▸ **The problem**: The whole listing must be returned exactly, with no line missing.

__________

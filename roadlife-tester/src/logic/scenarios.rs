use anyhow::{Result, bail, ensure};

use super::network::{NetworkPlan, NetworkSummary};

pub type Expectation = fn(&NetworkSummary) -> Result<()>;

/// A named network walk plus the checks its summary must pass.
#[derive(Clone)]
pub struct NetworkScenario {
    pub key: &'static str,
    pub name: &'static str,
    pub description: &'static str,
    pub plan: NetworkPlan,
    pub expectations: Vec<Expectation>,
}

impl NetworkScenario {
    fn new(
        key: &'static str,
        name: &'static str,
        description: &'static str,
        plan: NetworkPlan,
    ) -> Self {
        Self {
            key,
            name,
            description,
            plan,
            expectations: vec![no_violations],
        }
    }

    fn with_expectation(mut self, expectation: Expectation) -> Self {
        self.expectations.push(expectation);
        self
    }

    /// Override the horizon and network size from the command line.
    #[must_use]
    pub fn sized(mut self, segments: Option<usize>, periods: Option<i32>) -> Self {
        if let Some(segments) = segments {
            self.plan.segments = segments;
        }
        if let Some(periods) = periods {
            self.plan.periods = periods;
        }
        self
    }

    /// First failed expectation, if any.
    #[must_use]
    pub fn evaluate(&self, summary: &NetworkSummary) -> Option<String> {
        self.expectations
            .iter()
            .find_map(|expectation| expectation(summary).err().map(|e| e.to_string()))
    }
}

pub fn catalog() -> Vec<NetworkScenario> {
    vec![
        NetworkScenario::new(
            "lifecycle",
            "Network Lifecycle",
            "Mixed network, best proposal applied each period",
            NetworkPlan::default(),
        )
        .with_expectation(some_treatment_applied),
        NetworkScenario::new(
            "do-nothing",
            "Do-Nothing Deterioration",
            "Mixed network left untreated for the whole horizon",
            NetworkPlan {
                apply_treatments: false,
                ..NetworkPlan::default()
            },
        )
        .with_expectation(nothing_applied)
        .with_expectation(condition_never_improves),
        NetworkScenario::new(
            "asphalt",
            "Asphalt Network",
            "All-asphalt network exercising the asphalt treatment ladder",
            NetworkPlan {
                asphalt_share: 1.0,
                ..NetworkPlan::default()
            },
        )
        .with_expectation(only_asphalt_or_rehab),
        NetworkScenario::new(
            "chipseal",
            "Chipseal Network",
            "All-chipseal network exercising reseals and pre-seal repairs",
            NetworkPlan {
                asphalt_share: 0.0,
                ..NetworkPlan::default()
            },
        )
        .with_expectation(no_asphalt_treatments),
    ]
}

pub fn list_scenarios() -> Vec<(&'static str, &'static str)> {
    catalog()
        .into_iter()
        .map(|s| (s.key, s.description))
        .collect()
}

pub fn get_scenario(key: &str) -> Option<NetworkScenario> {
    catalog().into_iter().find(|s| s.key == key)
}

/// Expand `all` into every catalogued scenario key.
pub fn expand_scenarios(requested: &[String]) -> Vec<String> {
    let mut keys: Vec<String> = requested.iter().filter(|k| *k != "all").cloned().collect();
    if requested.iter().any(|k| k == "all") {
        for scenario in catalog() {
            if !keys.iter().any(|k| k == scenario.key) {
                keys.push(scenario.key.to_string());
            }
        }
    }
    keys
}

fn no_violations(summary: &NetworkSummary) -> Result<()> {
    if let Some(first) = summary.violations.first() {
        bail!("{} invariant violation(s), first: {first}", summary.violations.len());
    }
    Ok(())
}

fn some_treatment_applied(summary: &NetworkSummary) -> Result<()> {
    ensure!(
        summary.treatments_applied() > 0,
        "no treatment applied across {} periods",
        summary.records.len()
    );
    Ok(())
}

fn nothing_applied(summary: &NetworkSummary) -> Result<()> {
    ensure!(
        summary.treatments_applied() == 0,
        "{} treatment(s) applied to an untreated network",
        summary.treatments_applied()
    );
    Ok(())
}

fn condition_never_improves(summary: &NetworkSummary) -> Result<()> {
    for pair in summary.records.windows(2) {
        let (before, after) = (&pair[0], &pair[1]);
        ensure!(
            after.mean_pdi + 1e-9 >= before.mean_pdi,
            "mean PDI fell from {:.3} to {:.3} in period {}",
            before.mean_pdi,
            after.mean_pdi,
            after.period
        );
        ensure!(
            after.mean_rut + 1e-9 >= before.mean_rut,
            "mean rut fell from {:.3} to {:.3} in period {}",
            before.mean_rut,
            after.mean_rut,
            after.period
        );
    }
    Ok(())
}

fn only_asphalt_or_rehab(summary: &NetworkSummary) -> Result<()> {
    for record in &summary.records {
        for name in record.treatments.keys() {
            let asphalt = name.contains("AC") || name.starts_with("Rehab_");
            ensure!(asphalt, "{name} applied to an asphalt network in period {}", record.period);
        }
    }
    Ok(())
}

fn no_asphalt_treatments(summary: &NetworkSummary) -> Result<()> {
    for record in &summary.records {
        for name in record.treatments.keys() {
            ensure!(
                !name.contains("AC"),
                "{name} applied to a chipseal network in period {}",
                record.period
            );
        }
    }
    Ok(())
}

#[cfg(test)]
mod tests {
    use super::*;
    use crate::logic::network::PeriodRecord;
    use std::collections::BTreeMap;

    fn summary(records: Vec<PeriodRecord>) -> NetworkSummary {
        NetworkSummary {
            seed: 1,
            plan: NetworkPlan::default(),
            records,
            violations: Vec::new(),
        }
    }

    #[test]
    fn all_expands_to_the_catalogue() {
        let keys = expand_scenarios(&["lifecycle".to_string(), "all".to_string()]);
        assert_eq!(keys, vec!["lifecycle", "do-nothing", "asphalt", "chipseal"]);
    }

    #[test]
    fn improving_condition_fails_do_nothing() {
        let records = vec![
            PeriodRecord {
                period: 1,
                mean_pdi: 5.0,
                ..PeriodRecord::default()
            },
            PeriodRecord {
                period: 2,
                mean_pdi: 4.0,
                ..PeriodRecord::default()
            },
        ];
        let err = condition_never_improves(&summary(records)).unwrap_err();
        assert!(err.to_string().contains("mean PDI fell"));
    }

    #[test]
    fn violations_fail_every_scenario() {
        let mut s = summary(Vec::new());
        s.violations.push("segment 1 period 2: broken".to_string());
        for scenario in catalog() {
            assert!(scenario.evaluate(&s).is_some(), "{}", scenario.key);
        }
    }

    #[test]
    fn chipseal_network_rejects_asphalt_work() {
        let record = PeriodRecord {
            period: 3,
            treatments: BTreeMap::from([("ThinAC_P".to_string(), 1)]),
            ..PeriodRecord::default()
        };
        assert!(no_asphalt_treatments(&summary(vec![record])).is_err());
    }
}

__________

▸ **Task response**:
filename roadlife-tester/src/logic/scenarios.rs
use anyhow::{Result, bail, ensure};

use super::network::{NetworkPlan, NetworkSummary};

pub type Expectation = fn(&NetworkSummary) -> Result<()>;

/// A named network walk plus the checks its summary must pass.
#[derive(Clone)]
pub struct NetworkScenario {
    pub key: &'static str,
    pub name: &'static str,
    pub description: &'static str,
    pub plan: NetworkPlan,
    pub expectations: Vec<Expectation>,
}

impl NetworkScenario {
    fn new(
        key: &'static str,
        name: &'static str,
        description: &'static str,
        plan: NetworkPlan,
    ) -> Self {
        Self {
            key,
            name,
            description,
            plan,
            expectations: vec![no_violations],
        }
    }

    fn with_expectation(mut self, expectation: Expectation) -> Self {
        self.expectations.push(expectation);
        self
    }

    /// Override the horizon and network size from the command line.
    #[must_use]
    pub fn sized(mut self, segments: Option<usize>, periods: Option<i32>) -> Self {
        if let Some(segments) = segments {
            self.plan.segments = segments;
        }
        if let Some(periods) = periods {
            self.plan.periods = periods;
        }
        self
    }

    /// First failed expectation, if any.
    #[must_use]
    pub fn evaluate(&self, summary: &NetworkSummary) -> Option<String> {
        self.expectations
            .iter()
            .find_map(|expectation| expectation(summary).err().map(|e| e.to_string()))
    }
}

pub fn catalog() -> Vec<NetworkScenario> {
    vec![
        NetworkScenario::new(
            "lifecycle",
            "Network Lifecycle",
            "Mixed network, best proposal applied each period",
            NetworkPlan::default(),
        )
        .with_expectation(some_treatment_applied),
        NetworkScenario::new(
            "do-nothing",
            "Do-Nothing Deterioration",
            "Mixed network left untreated for the whole horizon",
            NetworkPlan {
                apply_treatments: false,
                ..NetworkPlan::default()
            },
        )
        .with_expectation(nothing_applied)
        .with_expectation(condition_never_improves),
        NetworkScenario::new(
            "asphalt",
            "Asphalt Network",
            "All-asphalt network exercising the asphalt treatment ladder",
            NetworkPlan {
                asphalt_share: 1.0,
                ..NetworkPlan::default()
            },
        )
        .with_expectation(only_asphalt_or_rehab),
        NetworkScenario::new(
            "chipseal",
            "Chipseal Network",
            "All-chipseal network exercising reseals and pre-seal repairs",
            NetworkPlan {
                asphalt_share: 0.0,
                ..NetworkPlan::default()
            },
        )
        .with_expectation(no_asphalt_treatments),
    ]
}

pub fn list_scenarios() -> Vec<(&'static str, &'static str)> {
    catalog()
        .into_iter()
        .map(|s| (s.key, s.description))
        .collect()
}

pub fn get_scenario(key: &str) -> Option<NetworkScenario> {
    catalog().into_iter().find(|s| s.key == key)
}

/// Expand `all` into every catalogued scenario key.
pub fn expand_scenarios(requested: &[String]) -> Vec<String> {
    let mut keys: Vec<String> = requested.iter().filter(|k| *k != "all").cloned().collect();
    if requested.iter().any(|k| k == "all") {
        for scenario in catalog() {
            if !keys.iter().any(|k| k == scenario.key) {
                keys.push(scenario.key.to_string());
            }
        }
    }
    keys
}

fn no_violations(summary: &NetworkSummary) -> Result<()> {
    if let Some(first) = summary.violations.first() {
        bail!("{} invariant violation(s), first: {first}", summary.violations.len());
    }
    Ok(())
}

fn some_treatment_applied(summary: &NetworkSummary) -> Result<()> {
    ensure!(
        summary.treatments_applied() > 0,
        "no treatment applied across {} periods",
        summary.records.len()
    );
    Ok(())
}

fn nothing_applied(summary: &NetworkSummary) -> Result<()> {
    ensure!(
        summary.treatments_applied() == 0,
        "{} treatment(s) applied to an untreated network",
        summary.treatments_applied()
    );
    Ok(())
}

fn condition_never_improves(summary: &NetworkSummary) -> Result<()> {
    for pair in summary.records.windows(2) {
        let (before, after) = (&pair[0], &pair[1]);
        ensure!(
            after.mean_pdi + 1e-9 >= before.mean_pdi,
            "mean PDI fell from {:.3} to {:.3} in period {}",
            before.mean_pdi,
            after.mean_pdi,
            after.period
        );
        ensure!(
            after.mean_rut + 1e-9 >= before.mean_rut,
            "mean rut fell from {:.3} to {:.3} in period {}",
            before.mean_rut,
            after.mean_rut,
            after.period
        );
    }
    Ok(())
}

fn only_asphalt_or_rehab(summary: &NetworkSummary) -> Result<()> {
    for record in &summary.records {
        for name in record.treatments.keys() {
            let asphalt = name.contains("AC") || name.starts_with("Rehab_");
            ensure!(asphalt, "{name} applied to an asphalt network in period {}", record.period);
        }
    }
    Ok(())
}

fn no_asphalt_treatments(summary: &NetworkSummary) -> Result<()> {
    for record in &summary.records {
        for name in record.treatments.keys() {
            ensure!(
                !name.contains("AC"),
                "{name} applied to a chipseal network in period {}",
                record.period
            );
        }
    }
    Ok(())
}

#[cfg(test)]
mod tests {
    use super::*;
    use crate::logic::network::PeriodRecord;
    use std::collections::BTreeMap;

    fn summary(records: Vec<PeriodRecord>) -> NetworkSummary {
        NetworkSummary {
            seed: 1,
            plan: NetworkPlan::default(),
            records,
            violations: Vec::new(),
        }
    }

    #[test]
    fn all_expands_to_the_catalogue() {
        let keys = expand_scenarios(&["lifecycle".to_string(), "all".to_string()]);
        assert_eq!(keys, vec!["lifecycle", "do-nothing", "asphalt", "chipseal"]);
    }

    #[test]
    fn improving_condition_fails_do_nothing() {
        let records = vec![
            PeriodRecord {
                period: 1,
                mean_pdi: 5.0,
                ..PeriodRecord::default()
            },
            PeriodRecord {
                period: 2,
                mean_pdi: 4.0,
                ..PeriodRecord::default()
            },
        ];
        let err = condition_never_improves(&summary(records)).unwrap_err();
        assert!(err.to_string().contains("mean PDI fell"));
    }

    #[test]
    fn violations_fail_every_scenario() {
        let mut s = summary(Vec::new());
        s.violations.push("segment 1 period 2: broken".to_string());
        for scenario in catalog() {
            assert!(scenario.evaluate(&s).is_some(), "{}", scenario.key);
        }
    }

    #[test]
    fn chipseal_network_rejects_asphalt_work() {
        let record = PeriodRecord {
            period: 3,
            treatments: BTreeMap::from([("ThinAC_P".to_string(), 1)]),
            ..PeriodRecord::default()
        };
        assert!(no_asphalt_treatments(&summary(vec![record])).is_err());
    }
}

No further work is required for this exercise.